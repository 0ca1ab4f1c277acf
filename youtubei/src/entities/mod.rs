//! Typed entities hydrated from raw fragments.
//!
//! Every entity offers the same two ways in:
//!
//! - `from_raw(raw, client)` builds a fresh entity from a raw fragment, and
//! - `load(raw)` re-hydrates an existing one in place, replacing every field.
//!
//! Hydration never performs I/O. Entities that can lead to richer ones expose async
//! continuation methods (such as [`PlaylistCompact::get_playlist`]) that go through the
//! [`Client`](crate::Client) the entity was hydrated for.

pub mod base;
pub mod channel;
pub mod playlist;
pub mod playlist_compact;
pub mod thumbnails;
pub mod video_compact;

pub use base::{ClientHandle, Entity};
pub use channel::Channel;
pub use playlist::Playlist;
pub use playlist_compact::PlaylistCompact;
pub use thumbnails::{Thumbnail, Thumbnails};
pub use video_compact::VideoCompact;
//! Identity and client back-reference shared by every entity.

use crate::client::Client;
use std::fmt;
use std::sync::{Arc, Weak};

/// A non-owning handle to the [`Client`] an entity was hydrated for.
///
/// Entities never keep their client alive. Continuation methods upgrade the handle when they
/// run and fail if the client has since been dropped. A handle built with
/// [`ClientHandle::detached`] (the default) never upgrades, which is what manually constructed
/// entities get.
#[derive(Clone, Default)]
pub struct ClientHandle(Option<Weak<dyn Client>>);

impl ClientHandle {
    /// Creates a handle pointing at `client` without taking ownership of it.
    pub fn new<C: Client + 'static>(client: &Arc<C>) -> Self {
        Self::from_weak(Arc::downgrade(client))
    }

    /// Creates a handle from an existing weak reference.
    ///
    /// Useful for clients that hand out handles to themselves (see [`Arc::new_cyclic`]).
    pub fn from_weak<C: Client + 'static>(client: Weak<C>) -> Self {
        let client: Weak<dyn Client> = client;
        Self(Some(client))
    }

    /// A handle that is not attached to any client.
    pub fn detached() -> Self {
        Self(None)
    }

    /// The client, if it is still alive.
    pub fn upgrade(&self) -> Option<Arc<dyn Client>> {
        self.0.as_ref().and_then(Weak::upgrade)
    }

    /// Whether the handle still points at a live client.
    pub fn is_attached(&self) -> bool {
        self.0.as_ref().is_some_and(|weak| weak.strong_count() > 0)
    }
}

/// Two handles are equal when they point at the same client (or are both detached).
impl PartialEq for ClientHandle {
    fn eq(&self, other: &Self) -> bool {
        match (&self.0, &other.0) {
            (Some(a), Some(b)) => Weak::ptr_eq(a, b),
            (None, None) => true,
            _ => false,
        }
    }
}

impl fmt::Debug for ClientHandle {
    fn fmt(&self, f: &mut fmt::Formatter<'_>) -> fmt::Result {
        let state = match &self.0 {
            None => "detached",
            Some(weak) if weak.strong_count() == 0 => "dropped",
            Some(_) => "attached",
        };
        f.debug_tuple("ClientHandle").field(&state).finish()
    }
}

/// Behavior common to every hydrated entity.
pub trait Entity {
    /// The opaque identifier YouTube uses for this entity.
    ///
    /// Set during hydration and never changed afterwards.
    fn id(&self) -> &str;

    /// The client this entity was hydrated for.
    fn client(&self) -> &ClientHandle;
}
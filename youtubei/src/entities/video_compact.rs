//! Compact videos, as listed in playlists and search results.

use crate::entities::base::{ClientHandle, Entity};
use crate::entities::channel::Channel;
use crate::entities::thumbnails::Thumbnails;
use crate::error::HydrateError;
use crate::raw::{self, Fragment, RawText, TextSource, ThumbnailSource};
use derive_builder::Builder;
use serde::Serialize;
use serde_json::Value;

const ENTITY: &str = "VideoCompact";

/// A video as it appears in a listing.
#[derive(Debug, Clone, PartialEq, Builder, Serialize)]
pub struct VideoCompact {
    /// Video id, the `v=` parameter of a watch URL.
    #[builder(setter(into))]
    id: String,

    /// Display title.
    #[builder(setter(into), default)]
    title: String,

    /// Length in seconds. `None` for live streams, which have no length yet.
    #[builder(setter(strip_option), default)]
    duration: Option<u32>,

    /// Video thumbnails, smallest first.
    #[builder(default)]
    thumbnails: Thumbnails,

    #[builder(setter(into, strip_option), default)]
    channel: Option<Channel>,

    /// View count, if the listing shows one.
    #[builder(setter(strip_option), default)]
    view_count: Option<u64>,

    #[builder(default)]
    #[serde(skip)]
    client: ClientHandle,
}

impl VideoCompact {
    pub fn builder() -> VideoCompactBuilder {
        VideoCompactBuilder::default()
    }

    /// Hydrates a video from a raw `videoRenderer` or `playlistVideoRenderer` fragment.
    pub fn from_raw(raw: &Value, client: ClientHandle) -> Result<Self, HydrateError> {
        let fragment = Fragment::new(ENTITY, raw)?;

        let id: String = fragment.required("videoId")?;
        let title = raw::required_text(&fragment, "title")?;

        let duration = match fragment.value("lengthSeconds") {
            Some(seconds) => raw::count_of(seconds).and_then(|s| u32::try_from(s).ok()),
            None => fragment
                .optional::<RawText>("lengthText")?
                .as_ref()
                .and_then(RawText::source)
                .and_then(|text| raw::parse_clock(&text.joined())),
        };

        let thumbnails = Thumbnails::from_source(&ThumbnailSource::resolve(&fragment)?);

        // playlist entries carry a short byline, search results only the owner text
        let channel = match Channel::from_byline(&fragment, "shortBylineText", &client)? {
            Some(channel) => Some(channel),
            None if fragment.value("shortBylineText").is_none() => {
                Channel::from_byline(&fragment, "ownerText", &client)?
            }
            None => None,
        };

        let view_count = fragment
            .optional::<RawText>("viewCountText")?
            .as_ref()
            .and_then(RawText::source)
            .map(TextSource::joined)
            .and_then(|text| raw::parse_count(&text));

        Ok(Self {
            id,
            title,
            duration,
            thumbnails,
            channel,
            view_count,
            client,
        })
    }

    /// Re-hydrates this video in place, keeping its client.
    pub fn load(&mut self, raw: &Value) -> Result<&mut Self, HydrateError> {
        *self = Self::from_raw(raw, self.client.clone())?;
        Ok(self)
    }

    /// The video's display title.
    pub fn title(&self) -> &str {
        &self.title
    }

    pub fn duration(&self) -> Option<u32> {
        self.duration
    }

    /// Whether this is a live stream (it has no duration).
    pub fn is_live(&self) -> bool {
        self.duration.is_none()
    }

    pub fn thumbnails(&self) -> &Thumbnails {
        &self.thumbnails
    }

    pub fn channel(&self) -> Option<&Channel> {
        self.channel.as_ref()
    }

    pub fn view_count(&self) -> Option<u64> {
        self.view_count
    }
}

impl Entity for VideoCompact {
    fn id(&self) -> &str {
        &self.id
    }

    fn client(&self) -> &ClientHandle {
        &self.client
    }
}
use std::pin::Pin;

use futures::StreamExt as _;

use crate::cancel::CancellationToken;
use crate::errors::TransportError;

/// Ordered byte fragments of an open event stream.
pub type ByteStream =
    Pin<Box<dyn futures::Stream<Item = Result<bytes::Bytes, TransportError>> + Send + 'static>>;

/// Body sent to the rephrase endpoint.
#[derive(Clone, Debug, PartialEq, Eq, serde::Serialize, serde::Deserialize)]
pub struct RephraseRequest {
    /// Text to rephrase.
    pub text: String,
}

/// Answer of the server's health endpoint.
#[derive(Clone, Debug, PartialEq, Eq, serde::Serialize, serde::Deserialize)]
pub struct HealthStatus {
    /// `ok` when the server is up.
    pub status: String,
    /// Free-form server message.
    pub message: String,
}

/// Successful pre-flight response.
pub struct StreamHandle {
    /// Response body, or `None` when the server produced no readable stream.
    pub body: Option<ByteStream>,
}

impl StreamHandle {
    /// Wraps an open body stream.
    pub fn new(body: ByteStream) -> Self {
        Self { body: Some(body) }
    }

    /// A success response without a readable body.
    pub fn empty() -> Self {
        Self { body: None }
    }
}

/// Opens the event stream for one request.
///
/// Implementations return `Err(TransportError::Status { .. })` for a
/// non-success answer, with the server's `detail` text as the message.
#[async_trait::async_trait]
pub trait Transport: Send + Sync {
    /// Sends the request and returns the response stream.
    async fn open(&self, request: &RephraseRequest) -> Result<StreamHandle, TransportError>;

    /// Queries server health. Transports without a health endpoint report an error.
    async fn health(&self) -> Result<HealthStatus, TransportError> {
        Err(TransportError::io("health check not supported by this transport"))
    }
}

/// Result of one cancellable read.
#[derive(Debug)]
pub enum ReadOutcome {
    /// Next fragment.
    Data(bytes::Bytes),
    /// The server closed the stream.
    End,
    /// The token fired before or while waiting.
    Cancelled,
    /// The read itself failed.
    Failed(TransportError),
}

/// Waits for the next fragment unless `token` is cancelled first.
///
/// Cancellation wins when both are ready, so no fragment is handed out after
/// cancellation has been observed.
pub async fn read_next(stream: &mut ByteStream, token: &CancellationToken) -> ReadOutcome {
    tokio::select! {
        biased;
        _ = token.cancelled() => ReadOutcome::Cancelled,
        next = stream.next() => match next {
            Some(Ok(chunk)) => ReadOutcome::Data(chunk),
            Some(Err(err)) => ReadOutcome::Failed(err),
            None => ReadOutcome::End,
        },
    }
}

#[cfg(test)]
mod tests {
    use super::*;
    use futures::stream;
    use std::time::Duration;

    fn byte_stream(items: Vec<Result<&'static str, TransportError>>) -> ByteStream {
        Box::pin(stream::iter(items.into_iter().map(|item| {
            item.map(|text| bytes::Bytes::from_static(text.as_bytes()))
        })))
    }

    #[tokio::test]
    async fn reads_data_then_end() {
        let token = CancellationToken::new();
        let mut stream = byte_stream(vec![Ok("data: {}\n\n")]);
        assert!(matches!(
            read_next(&mut stream, &token).await,
            ReadOutcome::Data(chunk) if &chunk[..] == b"data: {}\n\n"
        ));
        assert!(matches!(read_next(&mut stream, &token).await, ReadOutcome::End));
    }

    #[tokio::test]
    async fn read_errors_are_reported_as_failed() {
        let token = CancellationToken::new();
        let mut stream = byte_stream(vec![Err(TransportError::io("reset"))]);
        assert!(matches!(
            read_next(&mut stream, &token).await,
            ReadOutcome::Failed(TransportError::Io { .. })
        ));
    }

    #[tokio::test]
    async fn cancellation_wins_over_ready_data() {
        let token = CancellationToken::new();
        token.cancel();
        let mut stream = byte_stream(vec![Ok("data: {}\n\n")]);
        assert!(matches!(
            read_next(&mut stream, &token).await,
            ReadOutcome::Cancelled
        ));
    }

    #[tokio::test]
    async fn cancellation_unblocks_pending_read() {
        let token = CancellationToken::new();
        let mut stream: ByteStream = Box::pin(stream::pending());
        let canceller = {
            let token = token.clone();
            tokio::spawn(async move {
                tokio::time::sleep(Duration::from_millis(10)).await;
                token.cancel();
            })
        };
        let outcome = tokio::time::timeout(Duration::from_secs(1), read_next(&mut stream, &token))
            .await
            .expect("read unblocked");
        assert!(matches!(outcome, ReadOutcome::Cancelled));
        canceller.await.expect("join");
    }
}
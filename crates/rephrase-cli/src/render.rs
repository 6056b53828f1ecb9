use std::fmt::Write as _;

use rephrase_client::{Accumulator, KNOWN_STYLES, OutputSnapshot, SessionState, style_title};
use tokio::sync::watch;
use tracing::debug;

/// Outputs in presentation order: known styles first, then any others in
/// arrival order.
pub fn ordered(outputs: &Accumulator) -> Vec<(&str, &str)> {
    let mut rows: Vec<(&str, &str)> = KNOWN_STYLES
        .iter()
        .filter_map(|(key, _)| outputs.get(key).map(|text| (*key, text)))
        .collect();
    rows.extend(outputs.iter().filter(|(key, _)| style_title(key).is_none()));
    rows
}

/// Plain-text rendering, one titled block per style.
pub fn text(outputs: &Accumulator) -> String {
    let mut out = String::new();
    for (style, body) in ordered(outputs) {
        let title = style_title(style).unwrap_or(style);
        let _ = writeln!(out, "== {title} ==");
        let _ = writeln!(out, "{}\n", body.trim_end());
    }
    out
}

/// JSON rendering with the terminal state alongside the outputs.
pub fn json(outputs: &Accumulator, state: &SessionState) -> serde_json::Value {
    let (label, failure) = match state {
        SessionState::Idle => ("idle", None),
        SessionState::Streaming => ("streaming", None),
        SessionState::Completed => ("completed", None),
        SessionState::Cancelled => ("cancelled", None),
        SessionState::Failed(failure) => ("failed", Some(failure)),
    };
    serde_json::json!({
        "state": label,
        "failure": failure,
        "outputs": outputs,
    })
}

/// Logs output growth until the session drops its sender or the task is aborted.
pub async fn log_progress(mut updates: watch::Receiver<OutputSnapshot>) {
    while updates.changed().await.is_ok() {
        let snapshot = updates.borrow_and_update();
        let chars: usize = snapshot.iter().map(|(_, text)| text.chars().count()).sum();
        debug!(styles = snapshot.len(), chars, "received output");
    }
}

#[cfg(test)]
mod tests {
    use super::*;
    use rephrase_client::SessionFailure;

    fn sample() -> Accumulator {
        let mut acc = Accumulator::new();
        acc.apply("pirate", "Arr.");
        acc.apply("casual", "Hey, ");
        acc.apply("professional", "Dear team.");
        acc.apply("casual", "what's up?");
        acc
    }

    #[test]
    fn known_styles_come_first_then_extras() {
        let outputs = sample();
        let keys: Vec<&str> = ordered(&outputs).into_iter().map(|(k, _)| k).collect();
        assert_eq!(keys, vec!["professional", "casual", "pirate"]);
    }

    #[test]
    fn text_uses_display_titles() {
        let rendered = text(&sample());
        assert!(rendered.starts_with("== Professional ==\nDear team.\n"));
        assert!(rendered.contains("== Casual ==\nHey, what's up?\n"));
        assert!(rendered.contains("== pirate ==\nArr.\n"));
    }

    #[test]
    fn json_carries_state_and_failure() {
        let state = SessionState::Failed(SessionFailure::Application {
            message: "boom".into(),
        });
        let value = json(&sample(), &state);
        assert_eq!(value["state"], "failed");
        assert_eq!(value["failure"]["kind"], "application");
        assert_eq!(value["failure"]["message"], "boom");
        assert_eq!(value["outputs"]["casual"], "Hey, what's up?");

        let value = json(&Accumulator::new(), &SessionState::Cancelled);
        assert_eq!(value["state"], "cancelled");
        assert!(value["failure"].is_null());
    }
}
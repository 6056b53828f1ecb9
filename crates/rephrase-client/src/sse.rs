/// One blank-line delimited unit of the event stream, delimiter excluded.
#[derive(Debug, Clone, PartialEq, Eq)]
pub struct Frame {
    text: String,
}

impl Frame {
    /// Creates a frame from already-delimited text.
    pub fn new(text: impl Into<String>) -> Self {
        Self { text: text.into() }
    }

    /// Returns the frame text.
    pub fn as_str(&self) -> &str {
        &self.text
    }

    /// Iterates the frame's lines with any trailing `\r` removed.
    pub fn lines(&self) -> impl Iterator<Item = &str> {
        self.text
            .split('\n')
            .map(|line| line.trim_end_matches('\r'))
    }
}

/// Reassembles frames from arbitrarily fragmented stream bytes.
///
/// Bytes are buffered raw and decoded as UTF-8 only once a whole frame is
/// available, so a multi-byte character split between two fragments is never
/// decoded in halves. The buffer only ever loses bytes that were emitted as a
/// frame (plus their delimiter).
#[derive(Debug, Default)]
pub struct FrameAssembler {
    buf: Vec<u8>,
}

impl FrameAssembler {
    /// Creates an empty assembler.
    pub fn new() -> Self {
        Self::default()
    }

    /// Appends a fragment and returns every frame it completed, in order.
    pub fn feed(&mut self, fragment: &[u8]) -> Vec<Frame> {
        self.buf.extend_from_slice(fragment);
        let mut frames = Vec::new();
        while let Some((idx, delim_len)) = find_frame_delimiter(&self.buf) {
            let frame_bytes: Vec<u8> = self.buf.drain(..idx).collect();
            self.buf.drain(..delim_len);
            if frame_bytes.is_empty() {
                continue;
            }
            frames.push(Frame {
                text: String::from_utf8_lossy(&frame_bytes).into_owned(),
            });
        }
        frames
    }

    /// Text flavour of [`feed`](Self::feed).
    pub fn feed_str(&mut self, fragment: &str) -> Vec<Frame> {
        self.feed(fragment.as_bytes())
    }

    /// Number of buffered bytes not yet terminated by a delimiter.
    pub fn pending(&self) -> usize {
        self.buf.len()
    }

    /// Consumes the assembler and returns the unterminated tail, if any.
    pub fn finish(self) -> Option<String> {
        if self.buf.is_empty() {
            return None;
        }
        Some(String::from_utf8_lossy(&self.buf).into_owned())
    }
}

fn find_frame_delimiter(buf: &[u8]) -> Option<(usize, usize)> {
    let mut i = 0;
    while i + 1 < buf.len() {
        if buf[i] == b'\n' && buf[i + 1] == b'\n' {
            return Some((i, 2));
        }
        if i + 3 < buf.len()
            && buf[i] == b'\r'
            && buf[i + 1] == b'\n'
            && buf[i + 2] == b'\r'
            && buf[i + 3] == b'\n'
        {
            return Some((i, 4));
        }
        i += 1;
    }
    None
}

#[cfg(test)]
mod tests {
    use super::*;

    const WIRE: &str = "data: {\"type\":\"content\",\"style\":\"polite\",\"content\":\"Hi\"}\n\ndata: {}\n\n";

    fn texts(frames: &[Frame]) -> Vec<&str> {
        frames.iter().map(Frame::as_str).collect()
    }

    #[test]
    fn emits_every_frame_of_a_batch_in_order() {
        let mut assembler = FrameAssembler::new();
        let frames = assembler.feed_str(WIRE);
        assert_eq!(
            texts(&frames),
            vec![
                "data: {\"type\":\"content\",\"style\":\"polite\",\"content\":\"Hi\"}",
                "data: {}",
            ]
        );
        assert_eq!(assembler.pending(), 0);
        assert_eq!(assembler.finish(), None);
    }

    #[test]
    fn handles_partial_chunk_boundaries() {
        let mut assembler = FrameAssembler::new();
        assert!(assembler.feed(b"data: {\"type\":\"content\",\"sty").is_empty());
        assert!(assembler.feed(b"le\":\"casual\",\"content\":\"yo\"}\n").is_empty());
        let frames = assembler.feed(b"\ndata: {}");
        assert_eq!(frames.len(), 1);
        assert!(frames[0].as_str().contains("\"casual\""));
        assert_eq!(assembler.finish().as_deref(), Some("data: {}"));
    }

    #[test]
    fn delimiter_split_across_fragments_is_found_once() {
        let mut assembler = FrameAssembler::new();
        assert!(assembler.feed(b"data: {}\r\n\r").is_empty());
        let frames = assembler.feed(b"\ndata: {}\n");
        assert_eq!(texts(&frames), vec!["data: {}"]);
        let frames = assembler.feed(b"\n");
        assert_eq!(texts(&frames), vec!["data: {}"]);
        assert!(assembler.feed(b"").is_empty());
        assert_eq!(assembler.pending(), 0);
    }

    #[test]
    fn multibyte_character_split_between_fragments_survives() {
        let wire = "data: {\"type\":\"content\",\"style\":\"casual\",\"content\":\"caf\u{e9} \u{1f600}\"}\n\n";
        let bytes = wire.as_bytes();
        let emoji_start = wire.find('\u{1f600}').expect("emoji");
        let mut assembler = FrameAssembler::new();
        assert!(assembler.feed(&bytes[..emoji_start + 2]).is_empty());
        let frames = assembler.feed(&bytes[emoji_start + 2..]);
        assert_eq!(frames.len(), 1);
        assert!(frames[0].as_str().contains("caf\u{e9} \u{1f600}"));
    }

    #[test]
    fn every_split_point_yields_the_same_frames() {
        let whole = FrameAssembler::new().feed_str(WIRE);
        for split in 0..=WIRE.len() {
            let mut assembler = FrameAssembler::new();
            let mut frames = assembler.feed(&WIRE.as_bytes()[..split]);
            frames.extend(assembler.feed(&WIRE.as_bytes()[split..]));
            assert_eq!(frames, whole, "split at byte {split}");
        }
    }

    #[test]
    fn empty_frames_are_skipped() {
        let mut assembler = FrameAssembler::new();
        let frames = assembler.feed_str("\n\n\n\ndata: {}\n\n");
        assert_eq!(texts(&frames), vec!["data: {}"]);
    }

    #[test]
    fn lines_trim_carriage_returns() {
        let frame = Frame::new("event: x\r\ndata: {}\r");
        assert_eq!(frame.lines().collect::<Vec<_>>(), vec!["event: x", "data: {}"]);
    }
}
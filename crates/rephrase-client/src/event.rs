use serde_json::Value;
use tracing::warn;

use crate::errors::DecodeError;
use crate::sse::Frame;

/// Literal prefix of a payload line.
pub const DATA_PREFIX: &str = "data: ";

/// A decoded stream event.
#[derive(Debug, Clone, PartialEq, Eq)]
pub enum Event {
    /// Incremental text to append to the output for `style`.
    Content { style: String, content: String },
    /// In-band failure reported by the server. Terminal.
    Error { message: String },
    /// Decoded successfully but carries nothing to apply.
    Noop(Heartbeat),
}

/// Which benign marker a no-op frame carried. Informational only.
#[derive(Debug, Clone, PartialEq, Eq)]
pub enum Heartbeat {
    /// No payload, a blank payload, `{}`, or a payload without a `type`.
    Empty,
    /// Server began producing output for a style.
    StyleStart { style: String },
    /// Server finished producing output for a style.
    StyleEnd { style: String },
    /// Server finished every style. Transport end-of-stream stays authoritative.
    Complete,
    /// A `type` this client does not know.
    Unknown { kind: String },
    /// A known `type` without the fields it requires.
    Incomplete { kind: String },
}

/// Decodes one frame into an [`Event`].
///
/// Only lines starting with `data: ` carry payload; other lines are ignored.
/// Several payload lines are joined with `\n` before parsing.
pub fn decode(frame: &Frame) -> Result<Event, DecodeError> {
    let data_lines: Vec<&str> = frame
        .lines()
        .filter_map(|line| line.strip_prefix(DATA_PREFIX))
        .collect();
    if data_lines.is_empty() {
        return Ok(Event::Noop(Heartbeat::Empty));
    }
    let payload = data_lines.join("\n");
    if payload.trim().is_empty() {
        return Ok(Event::Noop(Heartbeat::Empty));
    }
    let value: Value = serde_json::from_str(&payload).map_err(|source| DecodeError {
        payload: payload.clone(),
        source,
    })?;
    Ok(map_payload(&value))
}

fn map_payload(value: &Value) -> Event {
    let Some(kind) = value.get("type").and_then(|v| v.as_str()) else {
        return Event::Noop(Heartbeat::Empty);
    };
    let field = |name: &str| value.get(name).and_then(|v| v.as_str()).map(ToOwned::to_owned);
    match kind {
        "content" => match (field("style"), field("content")) {
            (Some(style), Some(content)) => Event::Content { style, content },
            _ => incomplete(kind),
        },
        "error" => match field("message") {
            Some(message) => Event::Error { message },
            None => incomplete(kind),
        },
        "style_start" => match field("style") {
            Some(style) => Event::Noop(Heartbeat::StyleStart { style }),
            None => incomplete(kind),
        },
        "style_end" => match field("style") {
            Some(style) => Event::Noop(Heartbeat::StyleEnd { style }),
            None => incomplete(kind),
        },
        "complete" => Event::Noop(Heartbeat::Complete),
        other => Event::Noop(Heartbeat::Unknown {
            kind: other.to_string(),
        }),
    }
}

fn incomplete(kind: &str) -> Event {
    warn!(kind, "stream event is missing required fields; ignoring");
    Event::Noop(Heartbeat::Incomplete {
        kind: kind.to_string(),
    })
}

◆ **Requirement**
Check each line above for the string "TransportError" and copy the ones that have it.

◆ **Expected answer**
use crate::errors::TransportError;
    Pin<Box<dyn futures::Stream<Item = Result<bytes::Bytes, TransportError>> + Send + 'static>>;
/// Implementations return `Err(TransportError::Status { .. })` for a
    async fn open(&self, request: &RephraseRequest) -> Result<StreamHandle, TransportError>;
    async fn health(&self) -> Result<HealthStatus, TransportError> {
        Err(TransportError::io("health check not supported by this transport"))
    Failed(TransportError),
    fn byte_stream(items: Vec<Result<&'static str, TransportError>>) -> ByteStream {
        let mut stream = byte_stream(vec![Err(TransportError::io("reset"))]);
            ReadOutcome::Failed(TransportError::Io { .. })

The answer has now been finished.